Imagine you sit down with me at a table, coffee in hand, and say:
“OK, I want to enjoy iRacing, not go broke, not get lost in licenses, calendars, cars, tracks, and if the sim can even pay me a few dollars back, even better.”
This text is exactly that: a casual, honest chat about what to buy, what not to buy, how to climb licenses without selling a kidney, and which cars and series are really worth your time.
It is not a technical bible, it is the guide I wish I had when I started.
Before anything else: three key ideas that will save you headaches
Let us start strong with the important stuff:
- Idea 1: Race whatever you want
- There is a “logical ladder” of cars, sure, but you are not forced to follow it.
- If you want to start directly with a more serious single seater like the SF23 and you have the required license, do it.
- The only thing that really matters is the license requirement, everything else is just theory and ego.
- Idea 2: iRacing pays you to race
-
- Series in Rookie, D and C classes can give you up to 4 dollars per season.
- Series in A and B classes can give you up to 7 dollars per season.Yes, you read that right. You can get some money back in credits:
- There are conditions, I will explain them later.
-
- Idea 3: the trick of buying “pieces”
- If you buy 3 to 5 pieces in one go, you get a 10% discount.
- If you buy 6 or more pieces, you get a 15% discount.We will call pieces any car or track you buy.
- That is why it makes sense to always buy in packs of 6 pieces.
- And once you reach around 40 pieces total in your account, iRacing usually gives you a permanent 20% discount on most content.
If you only remember these three things, you are already ahead of most of the grid.
How to test cars you do not own yet
There is a trick that is pure fantasy if you love trying new cars without paying extra.
The “Demo Drive” after scheduled maintenance.
Whenever iRacing performs maintenance, for a limited time you can:
- Go to the main page of the sim.
- Look for the section where you see something like “Demo Drive” with a countdown.
- Pick any car that is already in the sim (except the brand new releases of the current season).
- Select a track you already own.
- Download the car and start driving.

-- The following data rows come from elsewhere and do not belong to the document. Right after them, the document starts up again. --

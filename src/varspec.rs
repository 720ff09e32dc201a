//! Variable references inside template expressions.

use std::cmp::Ordering;
use std::fmt;
use std::str::FromStr;

use crate::error::VarSpecError;

/// Largest prefix length the RFC grammar permits.
pub const MAX_PREFIX_LENGTH: u16 = 9999;

/// Modifier carried by a varspec.
///
/// `Prefix` and `Explode` are mutually exclusive; parsing rejects a varspec
/// that combines them.
#[derive(Debug, Clone, Copy, PartialEq, Eq, Hash, Default)]
pub enum Modifier {
    /// No modifier
    #[default]
    None,
    /// `:N` — expand only the first N code points of a string value
    Prefix(u16),
    /// `*` — expand list/map contents as separate items
    Explode,
}

/// A parsed variable reference from a template expression.
///
/// # Examples
///
/// ```
/// use uri_template::{Modifier, VarSpec};
///
/// let spec = VarSpec::parse("name:3").unwrap();
/// assert_eq!(spec.name(), "name");
/// assert_eq!(spec.modifier(), Modifier::Prefix(3));
/// assert_eq!(spec.to_string(), "name:3");
///
/// let spec = VarSpec::parse("list*").unwrap();
/// assert!(spec.is_explode());
/// ```
#[derive(Debug, Clone, PartialEq, Eq, Hash)]
pub struct VarSpec {
    name: String,
    modifier: Modifier,
}

impl VarSpec {
    /// Parses a varspec token (the text between commas in an expression).
    ///
    /// # Errors
    ///
    /// Returns `VarSpecError` if the token is empty, the name violates the
    /// `varname` grammar, the prefix length is not an integer in 1..=9999,
    /// or the token combines `:N` with `*`.
    pub fn parse(input: &str) -> Result<Self, VarSpecError> {
        if input.is_empty() {
            return Err(VarSpecError::Empty);
        }

        let (name, modifier) = if let Some(stripped) = input.strip_suffix('*') {
            if stripped.contains(':') {
                return Err(VarSpecError::PrefixWithExplode);
            }
            (stripped, Modifier::Explode)
        } else if let Some(colon) = input.find(':') {
            let name = &input[..colon];
            if name.contains('*') {
                return Err(VarSpecError::PrefixWithExplode);
            }
            let digits = &input[colon + 1..];
            (name, Modifier::Prefix(Self::parse_prefix(digits)?))
        } else {
            (input, Modifier::None)
        };

        Self::validate_name(name)?;
        Ok(Self {
            name: name.to_string(),
            modifier,
        })
    }

    fn parse_prefix(digits: &str) -> Result<u16, VarSpecError> {
        let invalid = |reason| VarSpecError::InvalidPrefixLength {
            value: digits.to_string(),
            reason,
        };
        if digits.is_empty() {
            return Err(invalid("length is missing"));
        }
        if !digits.bytes().all(|b| b.is_ascii_digit()) {
            return Err(invalid("length must be an integer"));
        }
        if digits.starts_with('0') {
            return Err(invalid("length must not be zero or zero-padded"));
        }
        if digits.len() > 4 {
            return Err(invalid("length exceeds 9999"));
        }
        let n: u16 = digits
            .parse()
            .map_err(|_| invalid("length exceeds 9999"))?;
        debug_assert!(n >= 1 && n <= MAX_PREFIX_LENGTH);
        Ok(n)
    }

    /// Validates a variable name against the `varname` grammar: `varchar`
    /// groups (ALPHA / DIGIT / `_` / pct-triplet) singly separated by dots.
    fn validate_name(name: &str) -> Result<(), VarSpecError> {
        if name.is_empty() {
            return Err(VarSpecError::Empty);
        }
        let bytes = name.as_bytes();
        let mut i = 0;
        let mut prev_was_dot = true; // a dot at position 0 is misplaced
        while i < name.len() {
            match bytes[i] {
                b'.' => {
                    if prev_was_dot {
                        return Err(VarSpecError::MisplacedDot { position: i });
                    }
                    prev_was_dot = true;
                    i += 1;
                }
                b'%' => {
                    if i + 2 >= name.len()
                        || !bytes[i + 1].is_ascii_hexdigit()
                        || !bytes[i + 2].is_ascii_hexdigit()
                    {
                        return Err(VarSpecError::IncompletePercentTriplet { position: i });
                    }
                    prev_was_dot = false;
                    i += 3;
                }
                b if b.is_ascii_alphanumeric() || b == b'_' => {
                    prev_was_dot = false;
                    i += 1;
                }
                _ => {
                    // Report the full character, not the leading byte.
                    let c = name[i..].chars().next().unwrap_or('\u{FFFD}');
                    return Err(VarSpecError::InvalidChar { char: c, position: i });
                }
            }
        }
        if prev_was_dot {
            return Err(VarSpecError::MisplacedDot { position: name.len() - 1 });
        }
        Ok(())
    }

    /// Returns the variable name.
    #[must_use]
    pub fn name(&self) -> &str {
        &self.name
    }

    /// Returns the modifier.
    #[must_use]
    pub const fn modifier(&self) -> Modifier {
        self.modifier
    }

    /// Returns the prefix length, if the varspec carries a `:N` modifier.
    #[must_use]
    pub const fn prefix_len(&self) -> Option<u16> {
        match self.modifier {
            Modifier::Prefix(n) => Some(n),
            _ => None,
        }
    }

    /// Returns true if the varspec carries the `*` explode modifier.
    #[must_use]
    pub const fn is_explode(&self) -> bool {
        matches!(self.modifier, Modifier::Explode)
    }
}

impl fmt::Display for VarSpec {
    fn fmt(&self, f: &mut fmt::Formatter<'_>) -> fmt::Result {
        write!(f, "{}", self.name)?;
        match self.modifier {
            Modifier::None => Ok(()),
            Modifier::Prefix(n) => write!(f, ":{n}"),
            Modifier::Explode => write!(f, "*"),
        }
    }
}

impl FromStr for VarSpec {
    type Err = VarSpecError;

    fn from_str(s: &str) -> Result<Self, Self::Err> {
        Self::parse(s)
    }
}

impl TryFrom<&str> for VarSpec {
    type Error = VarSpecError;

    fn try_from(s: &str) -> Result<Self, Self::Error> {
        Self::parse(s)
    }
}

impl PartialOrd for VarSpec {
    fn partial_cmp(&self, other: &Self) -> Option<Ordering> {
        Some(self.cmp(other))
    }
}

impl Ord for VarSpec {
    fn cmp(&self, other: &Self) -> Ordering {
        self.to_string().cmp(&other.to_string())
    }
}

#[cfg(feature = "serde")]
impl serde::Serialize for VarSpec {
    fn serialize<S>(&self, serializer: S) -> Result<S::Ok, S::Error>
    where
        S: serde::Serializer,
    {
        serializer.serialize_str(&self.to_string())
    }
}

#[cfg(feature = "serde")]
impl<'de> serde::Deserialize<'de> for VarSpec {
    fn deserialize<D>(deserializer: D) -> Result<Self, D::Error>
    where
        D: serde::Deserializer<'de>,
    {
        let s = String::deserialize(deserializer)?;
        Self::parse(&s).map_err(serde::de::Error::custom)
    }
}

#[cfg(test)]
mod tests {
    use super::*;

    #[test]
    fn parse_plain_name() {
        let spec = VarSpec::parse("var").unwrap();
        assert_eq!(spec.name(), "var");
        assert_eq!(spec.modifier(), Modifier::None);
    }

    #[test]
    fn parse_prefix() {
        let spec = VarSpec::parse("var:30").unwrap();
        assert_eq!(spec.prefix_len(), Some(30));
        assert_eq!(spec.to_string(), "var:30");
    }

    #[test]
    fn parse_explode() {
        let spec = VarSpec::parse("list*").unwrap();
        assert!(spec.is_explode());
        assert_eq!(spec.to_string(), "list*");
    }

    #[test]
    fn parse_dotted_name() {
        let spec = VarSpec::parse("a.b.c").unwrap();
        assert_eq!(spec.name(), "a.b.c");
    }

    #[test]
    fn parse_pct_encoded_name() {
        let spec = VarSpec::parse("%41%42").unwrap();
        assert_eq!(spec.name(), "%41%42");
    }

    #[test]
    fn parse_underscore_and_digits() {
        let spec = VarSpec::parse("var_1").unwrap();
        assert_eq!(spec.name(), "var_1");
    }

    #[test]
    fn parse_empty_fails() {
        assert!(matches!(VarSpec::parse(""), Err(VarSpecError::Empty)));
    }

    #[test]
    fn parse_hyphen_fails() {
        // Common pitfall: hyphens are not varname characters.
        assert!(matches!(
            VarSpec::parse("var-name"),
            Err(VarSpecError::InvalidChar { char: '-', position: 3 })
        ));
    }

    #[test]
    fn parse_leading_dot_fails() {
        assert!(matches!(
            VarSpec::parse(".var"),
            Err(VarSpecError::MisplacedDot { position: 0 })
        ));
    }

    #[test]
    fn parse_trailing_dot_fails() {
        assert!(matches!(
            VarSpec::parse("var."),
            Err(VarSpecError::MisplacedDot { .. })
        ));
    }

    #[test]
    fn parse_doubled_dot_fails() {
        assert!(matches!(
            VarSpec::parse("a..b"),
            Err(VarSpecError::MisplacedDot { position: 2 })
        ));
    }

    #[test]
    fn parse_zero_prefix_fails() {
        assert!(matches!(
            VarSpec::parse("var:0"),
            Err(VarSpecError::InvalidPrefixLength { .. })
        ));
    }

    #[test]
    fn parse_huge_prefix_fails() {
        assert!(matches!(
            VarSpec::parse("var:10000"),
            Err(VarSpecError::InvalidPrefixLength { .. })
        ));
    }

    #[test]
    fn parse_non_integer_prefix_fails() {
        assert!(matches!(
            VarSpec::parse("var:1x"),
            Err(VarSpecError::InvalidPrefixLength { .. })
        ));
    }

    #[test]
    fn parse_prefix_with_explode_fails() {
        assert!(matches!(
            VarSpec::parse("var:1*"),
            Err(VarSpecError::PrefixWithExplode)
        ));
        assert!(matches!(
            VarSpec::parse("var*:1"),
            Err(VarSpecError::PrefixWithExplode)
        ));
    }

    #[test]
    fn parse_incomplete_pct_fails() {
        assert!(matches!(
            VarSpec::parse("%4"),
            Err(VarSpecError::IncompletePercentTriplet { position: 0 })
        ));
        assert!(matches!(
            VarSpec::parse("a%GG"),
            Err(VarSpecError::IncompletePercentTriplet { position: 1 })
        ));
    }

    #[test]
    fn max_prefix_accepted() {
        let spec = VarSpec::parse("v:9999").unwrap();
        assert_eq!(spec.prefix_len(), Some(9999));
    }
}
//! The eight RFC 6570 expansion operators.

use std::fmt;

/// Expansion operator of a template expression.
///
/// The RFC fixes exactly eight kinds; the enum is closed and every consumer
/// matches exhaustively, so adding a kind is a compile-visible change.
///
/// # Examples
///
/// ```
/// use uri_template::Operator;
///
/// assert_eq!(Operator::from_char('?'), Some(Operator::Query));
/// assert_eq!(Operator::Query.symbol(), Some('?'));
/// assert_eq!(Operator::from_char('x'), None);
/// ```
#[derive(Debug, Clone, Copy, PartialEq, Eq, Hash)]
pub enum Operator {
    /// `{var}` — simple string expansion
    Simple,
    /// `{+var}` — reserved-string expansion
    Reserved,
    /// `{#var}` — fragment expansion
    Fragment,
    /// `{.var}` — label expansion with dot prefix
    Label,
    /// `{/var}` — path segment expansion
    PathSegment,
    /// `{;var}` — path-style parameter expansion
    PathParameter,
    /// `{?var}` — form-style query expansion
    Query,
    /// `{&var}` — form-style query continuation
    Continuation,
}

impl Operator {
    /// Returns the operator for an expression's leading character, if that
    /// character is one of the seven operator symbols.
    ///
    /// `Simple` has no symbol and is never returned here.
    #[must_use]
    pub const fn from_char(c: char) -> Option<Self> {
        match c {
            '+' => Some(Self::Reserved),
            '#' => Some(Self::Fragment),
            '.' => Some(Self::Label),
            '/' => Some(Self::PathSegment),
            ';' => Some(Self::PathParameter),
            '?' => Some(Self::Query),
            '&' => Some(Self::Continuation),
            _ => None,
        }
    }

    /// Returns true for the operator characters the RFC reserves for
    /// future extension.
    #[must_use]
    pub const fn is_reserved_for_future(c: char) -> bool {
        matches!(c, '=' | ',' | '!' | '@' | '|')
    }

    /// Returns the operator's symbol as written in a template, or `None`
    /// for `Simple`.
    #[must_use]
    pub const fn symbol(self) -> Option<char> {
        match self {
            Self::Simple => None,
            Self::Reserved => Some('+'),
            Self::Fragment => Some('#'),
            Self::Label => Some('.'),
            Self::PathSegment => Some('/'),
            Self::PathParameter => Some(';'),
            Self::Query => Some('?'),
            Self::Continuation => Some('&'),
        }
    }

    /// The string emitted before the first contributing variable.
    #[must_use]
    pub(crate) const fn first(self) -> &'static str {
        match self {
            Self::Simple | Self::Reserved => "",
            Self::Fragment => "#",
            Self::Label => ".",
            Self::PathSegment => "/",
            Self::PathParameter => ";",
            Self::Query => "?",
            Self::Continuation => "&",
        }
    }

    /// The character separating subsequent contributing variables, and the
    /// items of an exploded composite value.
    #[must_use]
    pub(crate) const fn separator(self) -> char {
        match self {
            Self::Simple | Self::Reserved | Self::Fragment => ',',
            Self::Label => '.',
            Self::PathSegment => '/',
            Self::PathParameter => ';',
            Self::Query | Self::Continuation => '&',
        }
    }

    /// True for operators whose variables render as `name=value` pairs.
    #[must_use]
    pub(crate) const fn named(self) -> bool {
        matches!(self, Self::PathParameter | Self::Query | Self::Continuation)
    }

    /// What follows the name when a named variable's value is empty.
    #[must_use]
    pub(crate) const fn ifemp(self) -> &'static str {
        match self {
            Self::Query | Self::Continuation => "=",
            _ => "",
        }
    }

    /// True for operators whose values pass RFC 3986 reserved characters
    /// (and pre-existing pct-triplets) through unencoded.
    #[must_use]
    pub(crate) const fn allows_reserved(self) -> bool {
        matches!(self, Self::Reserved | Self::Fragment)
    }
}

impl fmt::Display for Operator {
    fn fmt(&self, f: &mut fmt::Formatter<'_>) -> fmt::Result {
        match self.symbol() {
            Some(c) => write!(f, "{c}"),
            None => Ok(()),
        }
    }
}
//! Template parts: literal runs and expansion expressions.

use std::fmt;

use crate::error::ParseErrorKind;
use crate::operator::Operator;
use crate::varspec::VarSpec;

/// One part of a parsed template.
///
/// A template is an ordered sequence of parts that partitions its source
/// text with no gaps or overlaps.
#[derive(Debug, Clone, PartialEq, Eq)]
pub enum TemplatePart {
    /// Raw text outside any `{...}` expression, already validated against
    /// the RFC literal character grammar.
    Literal(String),
    /// A `{...}` expansion expression.
    Expression {
        /// The expansion operator
        operator: Operator,
        /// Variable references in declaration order
        varspecs: Vec<VarSpec>,
    },
}

impl fmt::Display for TemplatePart {
    fn fmt(&self, f: &mut fmt::Formatter<'_>) -> fmt::Result {
        match self {
            Self::Literal(text) => write!(f, "{text}"),
            Self::Expression { operator, varspecs } => {
                write!(f, "{{{operator}")?;
                for (i, spec) in varspecs.iter().enumerate() {
                    if i > 0 {
                        write!(f, ",")?;
                    }
                    write!(f, "{spec}")?;
                }
                write!(f, "}}")
            }
        }
    }
}

/// True for characters the RFC `literals` rule permits unescaped.
///
/// Excludes CTL, space, `"`, `'`, `%`, `<`, `>`, `\`, `^`, `` ` ``, `{`,
/// `|`, and `}`; includes `ucschar` and `iprivate` ranges.
pub(crate) const fn is_literal_char(c: char) -> bool {
    matches!(c,
        '\u{21}'
        | '\u{23}'..='\u{24}'
        | '\u{26}'
        | '\u{28}'..='\u{3B}'
        | '\u{3D}'
        | '\u{3F}'..='\u{5B}'
        | '\u{5D}'
        | '\u{5F}'
        | '\u{61}'..='\u{7A}'
        | '\u{7E}')
        || is_ucschar(c)
        || is_iprivate(c)
}

const fn is_ucschar(c: char) -> bool {
    matches!(c,
        '\u{A0}'..='\u{D7FF}'
        | '\u{F900}'..='\u{FDCF}'
        | '\u{FDF0}'..='\u{FFEF}'
        | '\u{10000}'..='\u{1FFFD}'
        | '\u{20000}'..='\u{2FFFD}'
        | '\u{30000}'..='\u{3FFFD}'
        | '\u{40000}'..='\u{4FFFD}'
        | '\u{50000}'..='\u{5FFFD}'
        | '\u{60000}'..='\u{6FFFD}'
        | '\u{70000}'..='\u{7FFFD}'
        | '\u{80000}'..='\u{8FFFD}'
        | '\u{90000}'..='\u{9FFFD}'
        | '\u{A0000}'..='\u{AFFFD}'
        | '\u{B0000}'..='\u{BFFFD}'
        | '\u{C0000}'..='\u{CFFFD}'
        | '\u{D0000}'..='\u{DFFFD}'
        | '\u{E1000}'..='\u{EFFFD}')
}

const fn is_iprivate(c: char) -> bool {
    matches!(c,
        '\u{E000}'..='\u{F8FF}'
        | '\u{F0000}'..='\u{FFFFD}'
        | '\u{100000}'..='\u{10FFFD}')
}

/// Validates a literal run at byte offset `offset` of the template source.
///
/// `%` must start a well-formed triplet; every other character must satisfy
/// the literal grammar.
pub(crate) fn validate_literal(text: &str, offset: usize) -> Result<(), ParseErrorKind> {
    let bytes = text.as_bytes();
    let mut i = 0;
    while i < text.len() {
        if bytes[i] == b'%' {
            if !crate::encode::is_pct_triplet(bytes, i) {
                return Err(ParseErrorKind::IncompletePercentTriplet { position: offset + i });
            }
            i += 3;
            continue;
        }
        let c = match text[i..].chars().next() {
            Some(c) => c,
            None => break,
        };
        if !is_literal_char(c) {
            return Err(ParseErrorKind::InvalidLiteral { char: c, position: offset + i });
        }
        i += c.len_utf8();
    }
    Ok(())
}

Downloading is not the same as buying.
Practical tip: check the official maintenance announcements and mentally note the time, because 24 hours after maintenance ends is usually when the Demo Drive becomes available. That is the perfect moment to decide whether a car is worth buying for you or not.

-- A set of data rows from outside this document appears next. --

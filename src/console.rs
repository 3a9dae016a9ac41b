//! Console collaborators for READ and PRINT
//!
//! `StdConsole` talks to the terminal; `HeadlessConsole` feeds scripted input
//! and collects output, for tests and non-interactive runs.

use crate::compiler::ir::Word;
use log::debug;
use std::collections::VecDeque;
use std::fmt;
use std::io::{self, BufRead, Write};

/// Console error type
#[derive(Debug, Clone, PartialEq)]
pub struct ConsoleError {
    pub message: String,
}

impl ConsoleError {
    pub fn new(message: impl Into<String>) -> Self {
        ConsoleError {
            message: message.into(),
        }
    }
}

impl fmt::Display for ConsoleError {
    fn fmt(&self, f: &mut fmt::Formatter) -> fmt::Result {
        write!(f, "{}", self.message)
    }
}

impl std::error::Error for ConsoleError {}

pub trait Console {
    /// Read one integer for a READ instruction
    fn read_value(&mut self) -> Result<Word, ConsoleError>;

    /// Emit the operand of a PRINT instruction
    fn print_value(&mut self, value: Word) -> Result<(), ConsoleError>;
}

/// Standard input / standard output
pub struct StdConsole {
    buffer: String,
    prompt: bool,
}

impl Default for StdConsole {
    fn default() -> Self {
        Self::new()
    }
}

impl StdConsole {
    /// Prompts for input only when stdin is a terminal
    pub fn new() -> Self {
        StdConsole {
            buffer: String::new(),
            prompt: atty::is(atty::Stream::Stdin),
        }
    }
}

impl Console for StdConsole {
    fn read_value(&mut self) -> Result<Word, ConsoleError> {
        let stdin = io::stdin();
        loop {
            if self.prompt {
                print!("? ");
                io::stdout()
                    .flush()
                    .map_err(|e| ConsoleError::new(format!("Failed to flush stdout: {e}")))?;
            }

            self.buffer.clear();
            let bytes_read = stdin
                .lock()
                .read_line(&mut self.buffer)
                .map_err(|e| ConsoleError::new(format!("Failed to read line: {e}")))?;

            // EOF would otherwise spin on empty input forever
            if bytes_read == 0 {
                debug!("console: EOF on stdin");
                return Err(ConsoleError::new("EOF: no more input for READ"));
            }

            match self.buffer.trim().parse::<Word>() {
                Ok(value) => return Ok(value),
                Err(_) if self.prompt => {
                    println!("Please enter an integer");
                }
                Err(_) => {
                    return Err(ConsoleError::new(format!(
                        "READ expected an integer, got '{}'",
                        self.buffer.trim()
                    )))
                }
            }
        }
    }

    fn print_value(&mut self, value: Word) -> Result<(), ConsoleError> {
        let mut out = io::stdout();
        writeln!(out, "{}", value)
            .and_then(|_| out.flush())
            .map_err(|e| ConsoleError::new(format!("Failed to write output: {e}")))
    }
}

/// Scripted input, captured output
#[derive(Debug, Default)]
pub struct HeadlessConsole {
    input: VecDeque<Word>,
    output: Vec<Word>,
}

impl HeadlessConsole {
    pub fn new(input: &[Word]) -> Self {
        HeadlessConsole {
            input: input.iter().copied().collect(),
            output: Vec::new(),
        }
    }

    /// Values printed so far
    pub fn output(&self) -> &[Word] {
        &self.output
    }

    /// Output as it would appear on stdout
    pub fn output_text(&self) -> String {
        self.output.iter().map(|v| format!("{}\n", v)).collect()
    }

    pub fn remaining_input(&self) -> usize {
        self.input.len()
    }
}

impl Console for HeadlessConsole {
    fn read_value(&mut self) -> Result<Word, ConsoleError> {
        let value = self
            .input
            .pop_front()
            .ok_or_else(|| ConsoleError::new("EOF: no more input for READ"))?;
        debug!("Headless: read {}", value);
        Ok(value)
    }

    fn print_value(&mut self, value: Word) -> Result<(), ConsoleError> {
        debug!("Headless: print {}", value);
        self.output.push(value);
        Ok(())
    }
}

First steps: Rookie without drama
In Rookie, you have two main worlds:
- Formulas: Formula 1600 and Formula Vee.
- Sports Cars: BMW M2 and Mazda MX-5.
My honest opinion:
- In sports cars, the friendliest car for beginners is the BMW M2.
- The MX-5 is a bit more lively at the rear, especially on cold tyres.
- The MX-5 is more fun, the M2 is more forgiving.
- If you are just starting out, I would recommend → M2.
- In formulas, neither car is super easy.
- But the Formula 1600 tends to feel slightly more intuitive than the Vee.
The good part:
All series in Rookie use base content, so you do not need to buy any tracks to get started.
My suggestion: test all four base cars. Stick with the one that makes you smile, even if it makes you sweat a little.
The famous “ladder” of cars and why you should not obsess over it
I will tell you the theoretical ladder, then I will happily tear it down.
Formulas (theory):
- Rookie: base formula cars.
- Class D: Formula 4.
- Class C: F3 / Super Formula Lights / Indy Next (IL-15).
- Class B: SF23 (F2 style car).
- Class A: the top formula in the sim.
GT and Sports Cars (theory):
- Rookie: BMW M2.
- Class D: GT4.
- Class C: new Porsche Cup.
- Class B: GT3.
- Class A: high end GTs and multiclass with prototypes.
Prototypes (theory):
- Lower classes: cars like Spec Racer Ford, Radical SR10.
- Then: LMP3 → LMP2 → GTP.
And now the important part:
My real advice: do not marry the ladder.
If you fall in love with a car you see in a race or in a video, build your plan around that car. The only thing you must respect is the license requirement. Everything else is passion, not spreadsheets.
Understanding licenses without losing your mind
Licenses in iRacing are based on two concepts:
- Safety Rating (SR)
- License class (Rookie, D, C, B, A)
To move up a class during the season:
- You need to finish with SR above 4.0 in your current class for an early promotion.
- At the end of the season, normal promotions require:
- More than 3.00 SR in your current class.
- At least 4 official races completed in that class.
The fun part is:
If you have 4.0 SR or higher in a class, you can already enter series of the next class before the season ends.
Example that feels like a cheat code:
- You start in Rookie with the MX-5 or M2.
- You keep racing until you reach Class D with SR 4.0 or higher.
- Now you can already race Class C series such as Advanced Mazda, sometimes with only base content.
- If in Class C you complete 4 races and keep your SR high, you can move up to Class B.
- You can keep racing the same series, but now with a higher license and access to new cars and series.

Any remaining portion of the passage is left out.